火勢はあせりつつ、迷うことなく決断を下した。
鞄から火炎瓶を掴み出すと、古寺の露出した床下へと放り、転がした。二本、三本と続けて同じようにする。
さらに、懐から煙草の箱を出して開封する。一本を抜いてライターで火をつけ、強く吸って葉の燃焼を安定させると、瓶の隣へ投げ込んだ。

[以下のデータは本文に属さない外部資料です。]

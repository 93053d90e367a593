//! Command-line argument surface for `poet`.

use std::path::PathBuf;

use clap::{Parser, ValueEnum};

/// Check whether an observed partial-order execution trace satisfies a
/// past-time PCTL property, frontier by frontier, as events are delivered.
#[derive(Parser, Debug)]
#[command(name = "poet")]
#[command(about = "Runtime verification of partial-order traces against past-time PCTL properties")]
#[command(long_about = r#"
poet checks whether an observed, vector-clock-annotated partial-order
execution satisfies a past-time branching-temporal-logic (PCTL) property.
It builds the consistent-cut frontier lattice the trace induces and
evaluates the property at every frontier as events are delivered.

Examples:
  # Check a trace against a property, default output
  poet -p spec.pctl -t trace.json

  # Enable frontier-DAG reduction and dump per-event state detail
  poet -p spec.pctl -t trace.json --reduce --output-level max_state

  # Emit the frontier DAG as DOT for visualization
  poet -p spec.pctl -t trace.json --visual frontiers.dot
"#)]
pub struct Cli {
    /// Path to a file containing a single PCTL property.
    #[arg(short = 'p', long = "property")]
    pub property: PathBuf,

    /// Path to the trace JSON file.
    #[arg(short = 't', long = "trace")]
    pub trace: PathBuf,

    /// Prune fully-covered frontiers from the live set as the trace runs.
    /// Off by default; pass to enable reduction.
    #[arg(short = 'r', long = "reduce", default_value_t = false)]
    pub reduce: bool,

    /// Write the final frontier DAG as Graphviz DOT to this path.
    #[arg(short = 'v', long = "visual")]
    pub visual: Option<PathBuf>,

    /// How much per-event detail to print to stdout.
    #[arg(long = "output-level", value_enum, default_value_t = OutputLevel::Default)]
    pub output_level: OutputLevel,

    /// Write logs to this file instead of (or in addition to) stderr.
    #[arg(long = "log-file")]
    pub log_file: Option<PathBuf>,

    /// Comma-separated `target=level` directives layered on top of
    /// `RUST_LOG`/the default filter, e.g. `poet_core::evaluator=debug`.
    #[arg(long = "log-categories")]
    pub log_categories: Option<String>,
}

/// Verbosity of the per-event and summary output `poet` prints.
#[derive(Copy, Clone, Debug, PartialEq, Eq, ValueEnum)]
pub enum OutputLevel {
    /// No per-event output; only the final exit code reflects the verdict.
    Nothing,
    /// One line per event: a compact pass/fail marker.
    Experiment,
    /// One line per event plus the run summary (the default).
    Default,
    /// Full per-maximal-frontier verdict breakdown after every event.
    MaxState,
    /// Everything `max_state` prints, plus frontier ids and cut vectors.
    Debug,
}
//! Recursive-descent PCTL parser.
//!
//! Precedence, lowest to highest: `<->` (non-associative), `->`
//! (right-associative), `|` (left), `&` (left), unary `!`, unary temporal
//! (`EY AY EP AP EH AH`). Binary `S` appears only inside `A(... S ...)` or
//! `E(... S ...)`.

use crate::error::{PoetError, Position};
use crate::formula::ast::{Formula, FormulaKind, NodeId};
use crate::formula::lexer::{lex, Tok, Token};

struct Parser {
    tokens: Vec<Token>,
    pos: usize,
    next_id: NodeId,
}

impl Parser {
    fn peek(&self) -> &Tok {
        &self.tokens[self.pos].tok
    }

    fn peek_position(&self) -> Position {
        self.tokens[self.pos].position
    }

    fn bump(&mut self) -> Tok {
        let tok = self.tokens[self.pos].tok.clone();
        if self.pos + 1 < self.tokens.len() {
            self.pos += 1;
        }
        tok
    }

    fn expect(&mut self, expected: &Tok, what: &str) -> Result<(), PoetError> {
        if self.peek() == expected {
            self.bump();
            Ok(())
        } else {
            Err(PoetError::Parse {
                position: self.peek_position(),
                message: format!("expected {what}, found {:?}", self.peek()),
            })
        }
    }

    fn node(&mut self, kind: FormulaKind) -> Formula {
        let id = self.next_id;
        self.next_id += 1;
        Formula { id, kind }
    }

    fn parse_formula(&mut self) -> Result<Formula, PoetError> {
        self.parse_iff()
    }

    fn parse_iff(&mut self) -> Result<Formula, PoetError> {
        let lhs = self.parse_implies()?;
        if *self.peek() == Tok::Iff {
            self.bump();
            let rhs = self.parse_implies()?;
            // Non-associative: reject a second `<->` at this level.
            if *self.peek() == Tok::Iff {
                return Err(PoetError::Parse {
                    position: self.peek_position(),
                    message: "'<->' is non-associative; parenthesize".to_string(),
                });
            }
            Ok(self.node(FormulaKind::Iff(Box::new(lhs), Box::new(rhs))))
        } else {
            Ok(lhs)
        }
    }

    fn parse_implies(&mut self) -> Result<Formula, PoetError> {
        let lhs = self.parse_or()?;
        if *self.peek() == Tok::Implies {
            self.bump();
            let rhs = self.parse_implies()?; // right-associative
            Ok(self.node(FormulaKind::Implies(Box::new(lhs), Box::new(rhs))))
        } else {
            Ok(lhs)
        }
    }

    fn parse_or(&mut self) -> Result<Formula, PoetError> {
        let mut lhs = self.parse_and()?;
        while *self.peek() == Tok::Or {
            self.bump();
            let rhs = self.parse_and()?;
            lhs = self.node(FormulaKind::Or(Box::new(lhs), Box::new(rhs)));
        }
        Ok(lhs)
    }

    fn parse_and(&mut self) -> Result<Formula, PoetError> {
        let mut lhs = self.parse_not()?;
        while *self.peek() == Tok::And {
            self.bump();
            let rhs = self.parse_not()?;
            lhs = self.node(FormulaKind::And(Box::new(lhs), Box::new(rhs)));
        }
        Ok(lhs)
    }

    fn parse_not(&mut self) -> Result<Formula, PoetError> {
        if *self.peek() == Tok::Not {
            self.bump();
            let inner = self.parse_not()?;
            Ok(self.node(FormulaKind::Not(Box::new(inner))))
        } else {
            self.parse_temporal()
        }
    }

    fn parse_temporal(&mut self) -> Result<Formula, PoetError> {
        match self.peek().clone() {
            Tok::Ey => {
                self.bump();
                let inner = self.parse_temporal()?;
                Ok(self.node(FormulaKind::ExistsYesterday(Box::new(inner))))
            }
            Tok::Ay => {
                self.bump();
                let inner = self.parse_temporal()?;
                Ok(self.node(FormulaKind::ForallYesterday(Box::new(inner))))
            }
            Tok::Ep => {
                self.bump();
                let inner = self.parse_temporal()?;
                Ok(self.node(FormulaKind::ExistsPast(Box::new(inner))))
            }
            Tok::Ap => {
                self.bump();
                let inner = self.parse_temporal()?;
                Ok(self.node(FormulaKind::ForallPast(Box::new(inner))))
            }
            Tok::Eh => {
                self.bump();
                let inner = self.parse_temporal()?;
                Ok(self.node(FormulaKind::ExistsHistorically(Box::new(inner))))
            }
            Tok::Ah => {
                self.bump();
                let inner = self.parse_temporal()?;
                Ok(self.node(FormulaKind::ForallHistorically(Box::new(inner))))
            }
            _ => self.parse_primary(),
        }
    }

    fn parse_primary(&mut self) -> Result<Formula, PoetError> {
        match self.peek().clone() {
            Tok::True => {
                self.bump();
                Ok(self.node(FormulaKind::True))
            }
            Tok::False => {
                self.bump();
                Ok(self.node(FormulaKind::False))
            }
            Tok::Ident(name) => {
                self.bump();
                Ok(self.node(FormulaKind::Atom(name)))
            }
            Tok::LParen => {
                self.bump();
                let inner = self.parse_formula()?;
                self.expect(&Tok::RParen, "')'")?;
                Ok(inner)
            }
            Tok::E => {
                self.bump();
                self.expect(&Tok::LParen, "'(' after 'E'")?;
                let phi = self.parse_formula()?;
                self.expect(&Tok::S, "'S'")?;
                let psi = self.parse_formula()?;
                self.expect(&Tok::RParen, "')'")?;
                Ok(self.node(FormulaKind::ExistsSince(Box::new(phi), Box::new(psi))))
            }
            Tok::A => {
                self.bump();
                self.expect(&Tok::LParen, "'(' after 'A'")?;
                let phi = self.parse_formula()?;
                self.expect(&Tok::S, "'S'")?;
                let psi = self.parse_formula()?;
                self.expect(&Tok::RParen, "')'")?;
                Ok(self.node(FormulaKind::ForallSince(Box::new(phi), Box::new(psi))))
            }
            other => Err(PoetError::Parse {
                position: self.peek_position(),
                message: format!("unexpected token {other:?}"),
            }),
        }
    }
}

/// Parse PCTL source into a formula AST. Fails on any trailing input.
pub fn parse(src: &str) -> Result<Formula, PoetError> {
    let tokens = lex(src)?;
    let mut parser = Parser {
        tokens,
        pos: 0,
        next_id: 0,
    };
    let formula = parser.parse_formula()?;
    if *parser.peek() != Tok::Eof {
        return Err(PoetError::Parse {
            position: parser.peek_position(),
            message: format!("unexpected trailing token {:?}", parser.peek()),
        });
    }
    Ok(formula)
}
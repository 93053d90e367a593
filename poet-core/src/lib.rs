//! Core PCTL-over-vector-clocks verification engine.
//!
//! Consumes a partial-order execution trace as a stream of vector-clock
//! annotated events and an already-parsed PCTL formula, incrementally
//! building the frontier lattice (consistent-cut DAG) the trace induces and
//! evaluating the formula at every frontier as it is created.

pub mod deliverability;
pub mod error;
pub mod evaluator;
pub mod event;
pub mod formula;
pub mod frontier;
pub mod observation;
pub mod reduction;
pub mod state_manager;
pub mod trace;
pub mod vc;

pub use error::{PoetError, Position, Result};
pub use event::Event;
pub use formula::{parse, Formula, FormulaKind};
pub use observation::{EventObservation, RunSummary};
pub use state_manager::{Options, StateManager};
pub use trace::Trace;
pub use vc::VectorClock;
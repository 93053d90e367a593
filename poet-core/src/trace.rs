//! Trace JSON schema: the on-disk format the engine's event stream is read
//! from, and the semantic validation (width, participant ranges) that turns
//! it into [`Event`]s. Opening the file and reporting I/O errors is a
//! `poet-cli` concern; the schema and its validation are core domain logic,
//! living in the engine crate rather than the binary.

use std::collections::BTreeSet;

use serde::Deserialize;

use crate::error::PoetError;
use crate::event::Event;
use crate::vc::VectorClock;

#[derive(Deserialize)]
struct RawTrace {
    processes: usize,
    #[serde(default)]
    process_names: Option<Vec<String>>,
    events: Vec<RawEvent>,
}

/// `[event_id, participants, propositions, vc]`, exactly as §6 specifies.
type RawEvent = (String, Vec<String>, Vec<String>, Vec<u64>);

/// A parsed, width-validated trace: the process count, optional display
/// names, and the event list in arrival order.
#[derive(Clone, Debug)]
pub struct Trace {
    pub processes: usize,
    pub process_names: Option<Vec<String>>,
    pub events: Vec<Event>,
}

impl Trace {
    pub fn from_json(text: &str) -> Result<Trace, PoetError> {
        let raw: RawTrace = serde_json::from_str(text).map_err(|e| PoetError::TraceFormat {
            message: format!("invalid JSON: {e}"),
        })?;

        if let Some(names) = &raw.process_names {
            if names.len() != raw.processes {
                return Err(PoetError::TraceFormat {
                    message: format!(
                        "process_names has {} entries, expected {}",
                        names.len(),
                        raw.processes
                    ),
                });
            }
        }

        let mut events = Vec::with_capacity(raw.events.len());
        for (id, participants, propositions, vc) in raw.events {
            if vc.len() != raw.processes {
                return Err(PoetError::TraceFormat {
                    message: format!(
                        "event {id}: vc has width {}, expected {}",
                        vc.len(),
                        raw.processes
                    ),
                });
            }
            if participants.is_empty() {
                return Err(PoetError::TraceFormat {
                    message: format!("event {id}: participants must be non-empty"),
                });
            }
            let mut processes = Vec::with_capacity(participants.len());
            for p in &participants {
                processes.push(parse_participant(p, raw.processes, &id)?);
            }
            let propositions: BTreeSet<String> = propositions.into_iter().collect();
            events.push(Event::new(id, processes, propositions, VectorClock::new(vc)));
        }

        Ok(Trace {
            processes: raw.processes,
            process_names: raw.process_names,
            events,
        })
    }

    /// Display name for a process, falling back to `P<k>` (1-based).
    pub fn process_name(&self, process: usize) -> String {
        match &self.process_names {
            Some(names) => names[process].clone(),
            None => format!("P{}", process + 1),
        }
    }
}

/// Parse a participant identifier of the form `"Pk"`, `k` in `1..=n`, into a
/// 0-based process index.
fn parse_participant(raw: &str, n: usize, event_id: &str) -> Result<usize, PoetError> {
    let digits = raw.strip_prefix('P').ok_or_else(|| PoetError::TraceFormat {
        message: format!("event {event_id}: participant {raw:?} is not of the form \"Pk\""),
    })?;
    let k: usize = digits.parse().map_err(|_| PoetError::TraceFormat {
        message: format!("event {event_id}: participant {raw:?} is not of the form \"Pk\""),
    })?;
    if k == 0 || k > n {
        return Err(PoetError::TraceFormat {
            message: format!("event {event_id}: participant {raw:?} out of range 1..={n}"),
        });
    }
    Ok(k - 1)
}

#[cfg(test)]
mod tests {
    use super::*;

    #[test]
    fn parses_minimal_trace() {
        let json = r#"{
            "processes": 2,
            "events": [
                ["e1", ["P1"], ["a"], [1, 0]],
                ["e2", ["P2"], ["b"], [0, 1]],
                ["e3", ["P1", "P2"], ["c"], [2, 2]]
            ]
        }"#;
        let trace = Trace::from_json(json).unwrap();
        assert_eq!(trace.processes, 2);
        assert_eq!(trace.events.len(), 3);
        assert_eq!(trace.events[0].processes, vec![0]);
        assert_eq!(trace.events[2].processes, vec![0, 1]);
        assert_eq!(trace.process_name(0), "P1");
    }

    #[test]
    fn rejects_vc_width_mismatch() {
        let json = r#"{"processes":2,"events":[["e1",["P1"],[],[1]]]}"#;
        let err = Trace::from_json(json).unwrap_err();
        assert!(matches!(err, PoetError::TraceFormat { .. }));
    }

    #[test]
    fn rejects_out_of_range_participant() {
        let json = r#"{"processes":1,"events":[["e1",["P2"],[],[1]]]}"#;
        let err = Trace::from_json(json).unwrap_err();
        assert!(matches!(err, PoetError::TraceFormat { .. }));
    }

    #[test]
    fn allows_empty_propositions() {
        let json = r#"{"processes":1,"events":[["e1",["P1"],[],[1]]]}"#;
        let trace = Trace::from_json(json).unwrap();
        assert!(trace.events[0].propositions.is_empty());
    }

    #[test]
    fn uses_process_names_when_present() {
        let json = r#"{
            "processes": 2,
            "process_names": ["client", "server"],
            "events": []
        }"#;
        let trace = Trace::from_json(json).unwrap();
        assert_eq!(trace.process_name(1), "server");
    }
}
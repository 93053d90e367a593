//! Per-event and end-of-run observability records, consumed by
//! `poet-cli`'s output renderers.

use std::time::Duration;

use crate::frontier::FrontierId;

/// What happened when one event was delivered: which frontier(s) it
/// produced or merged into, and the formula's verdict at the frontier that
/// is maximal afterward — the one whose cut equals every process's
/// delivered-event count (spec.md §4.3 step 5), not every still-live
/// frontier (concurrent branches that lost a race can stay live forever
/// without ever being maximal again).
#[derive(Clone, Debug)]
pub struct EventObservation {
    pub event_id: String,
    pub frontiers_touched: Vec<FrontierId>,
    pub maximal_verdicts: Vec<(FrontierId, bool)>,
    pub frontiers_pruned: usize,
    pub elapsed: Duration,
}

impl EventObservation {
    /// True iff the formula holds at every maximal frontier (today, always
    /// exactly one — kept as a conjunction over a `Vec` for forward
    /// compatibility and to make the aggregation explicit at call sites).
    pub fn holds_everywhere(&self) -> bool {
        self.maximal_verdicts.iter().all(|&(_, v)| v)
    }
}

/// Aggregate statistics over an entire run, reported at EOF or on demand.
#[derive(Clone, Debug, Default)]
pub struct RunSummary {
    pub total_events: usize,
    pub total_states: usize,
    pub max_event_time: Option<Duration>,
    pub min_event_time: Option<Duration>,
    pub total_event_time: Duration,
    /// Holds iff the formula was true at every maximal frontier after the
    /// final event (no maximal frontier ever witnessed a violation).
    pub final_verdict: bool,
}

impl RunSummary {
    pub fn record(&mut self, obs: &EventObservation) {
        self.total_events += 1;
        self.total_event_time += obs.elapsed;
        self.max_event_time = Some(self.max_event_time.map_or(obs.elapsed, |m| m.max(obs.elapsed)));
        self.min_event_time = Some(self.min_event_time.map_or(obs.elapsed, |m| m.min(obs.elapsed)));
        self.final_verdict = obs.holds_everywhere();
    }

    pub fn avg_event_time(&self) -> Duration {
        if self.total_events == 0 {
            Duration::ZERO
        } else {
            self.total_event_time / self.total_events as u32
        }
    }
}
//! Reduction policy: shrinking the live frontier set without losing any
//! verdict a past-time operator could still need.
//!
//! A frontier's cut admits at most one deliverable event per process (the
//! process's unique next local event, per [`crate::deliverability`]). Once
//! every process has taken its edge out of a frontier, that frontier can
//! never again be the target of `on_event`'s deliverability search — it is
//! provably non-maximal and will never be revisited. Pruning converts it
//! from [`FrontierState::Live`] to [`FrontierState::Pruned`], discarding its
//! cut and propositions but keeping the verdict cache children still need
//! for `EY`/`AY`/`EP`/`AP`/`EH`/`AH`/`ES`/`AS` lookups. The graph node and
//! its edges are never removed — only shrunk — since a live descendant may
//! still read a pruned ancestor's cache at any time.

use std::collections::HashMap;

use crate::frontier::{FrontierGraph, FrontierId, FrontierState};

/// Prune every fully-covered, still-live frontier. Returns the number of
/// frontiers pruned this pass.
pub fn reduce(
    graph: &mut FrontierGraph,
    cut_index: &mut HashMap<Vec<u64>, FrontierId>,
    total_processes: usize,
) -> usize {
    let candidates: Vec<FrontierId> = graph
        .node_indices()
        .filter(|&id| {
            matches!(&graph[id], FrontierState::Live { .. })
                && graph[id].is_fully_covered(total_processes)
        })
        .collect();

    for &id in &candidates {
        if let Some(state) = graph.node_weight_mut(id) {
            let cut = state.cut().to_vec();
            prune_in_place(state);
            cut_index.remove(&cut);
        }
    }
    candidates.len()
}

fn prune_in_place(state: &mut FrontierState) {
    let placeholder = FrontierState::Pruned {
        cut: Vec::new(),
        verdict_cache: HashMap::new(),
    };
    let owned = std::mem::replace(state, placeholder);
    *state = owned.into_pruned();
}
//! Immutable event records, as delivered off the trace stream.

use std::collections::BTreeSet;

use crate::vc::VectorClock;

/// One event from the trace. Participant processes are stored as 0-based
/// indices (`"P1"` in the trace format becomes `0` here); see
/// [`crate::trace`] for the translation.
#[derive(Clone, Debug, PartialEq, Eq)]
pub struct Event {
    pub id: String,
    pub processes: Vec<usize>,
    pub propositions: BTreeSet<String>,
    pub vc: VectorClock,
}

impl Event {
    pub fn new(
        id: impl Into<String>,
        mut processes: Vec<usize>,
        propositions: BTreeSet<String>,
        vc: VectorClock,
    ) -> Self {
        processes.sort_unstable();
        processes.dedup();
        Self {
            id: id.into(),
            processes,
            propositions,
            vc,
        }
    }

    pub fn participates(&self, process: usize) -> bool {
        self.processes.binary_search(&process).is_ok()
    }
}

#[cfg(test)]
mod tests {
    use super::*;

    #[test]
    fn processes_are_sorted_and_deduped() {
        let e = Event::new(
            "e1",
            vec![2, 0, 2],
            BTreeSet::new(),
            VectorClock::zero(3),
        );
        assert_eq!(e.processes, vec![0, 2]);
        assert!(e.participates(0));
        assert!(!e.participates(1));
    }
}
//! Graphviz DOT export of the frontier DAG for `--visual`. Rendering the
//! DOT file to SVG/PNG is left to the user's own `dot` install — shelling
//! out to graphviz is out of scope here.

use std::fmt;
use std::path::Path;

use petgraph::dot::Dot;

use poet_core::frontier::FrontierGraph;

struct NodeLabel<'a>(&'a poet_core::frontier::FrontierState);

impl fmt::Display for NodeLabel<'_> {
    fn fmt(&self, f: &mut fmt::Formatter<'_>) -> fmt::Result {
        write!(f, "{:?}", self.0.cut())
    }
}

pub fn write_dot(graph: &FrontierGraph, path: &Path) -> std::io::Result<()> {
    let relabeled = graph.map(|_, state| NodeLabel(state).to_string(), |_, edge| edge.clone());
    let dot = Dot::new(&relabeled);
    std::fs::write(path, format!("{dot:?}"))
}
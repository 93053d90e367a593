//! Tracing setup: env-filtered console logging by default, optionally
//! mirrored (or redirected) to a file, with per-module overrides layered
//! in from `--log-categories`.

use std::path::Path;

use tracing_subscriber::EnvFilter;

/// Guard that must stay alive for the lifetime of the process when logging
/// to a file — dropping it flushes and stops the background writer thread.
pub struct LogGuard {
    _file_guard: Option<tracing_appender::non_blocking::WorkerGuard>,
}

pub fn init(log_file: Option<&Path>, log_categories: Option<&str>) -> LogGuard {
    let mut filter = EnvFilter::try_from_default_env().unwrap_or_else(|_| EnvFilter::new("info"));
    let log_categories = log_categories.filter(|c| !c.eq_ignore_ascii_case("none"));
    if let Some(categories) = log_categories {
        for directive in categories.split(',').map(str::trim).filter(|s| !s.is_empty()) {
            match directive.parse() {
                Ok(d) => filter = filter.add_directive(d),
                Err(e) => eprintln!("poet: ignoring invalid --log-categories directive {directive:?}: {e}"),
            }
        }
    }

    match log_file {
        Some(path) => {
            let file = std::fs::OpenOptions::new()
                .create(true)
                .append(true)
                .open(path)
                .unwrap_or_else(|e| panic!("poet: cannot open --log-file {}: {e}", path.display()));
            let (writer, guard) = tracing_appender::non_blocking(file);
            tracing_subscriber::fmt()
                .with_env_filter(filter)
                .with_writer(writer)
                .with_ansi(false)
                .init();
            LogGuard {
                _file_guard: Some(guard),
            }
        }
        None => {
            tracing_subscriber::fmt().with_env_filter(filter).init();
            LogGuard { _file_guard: None }
        }
    }
}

ナバリに気取られず火種にするためだ。火炎瓶の火口へと直接点火した際の油煙に比べれば、煙草から立ち上る煙はささやかなものだった。
そしてハガネのセンサーユニットへ向け、低くつぶやく。
「魔力ソナーを起動してくれ」
本体から遠く離れて独立稼動しているユニットは、火勢の音声入力を受け付けた。
----------
漸の首が、急に圧力から解放された。猿ぐつわを嵌められたまま咳き込み、少年は床に横たわる。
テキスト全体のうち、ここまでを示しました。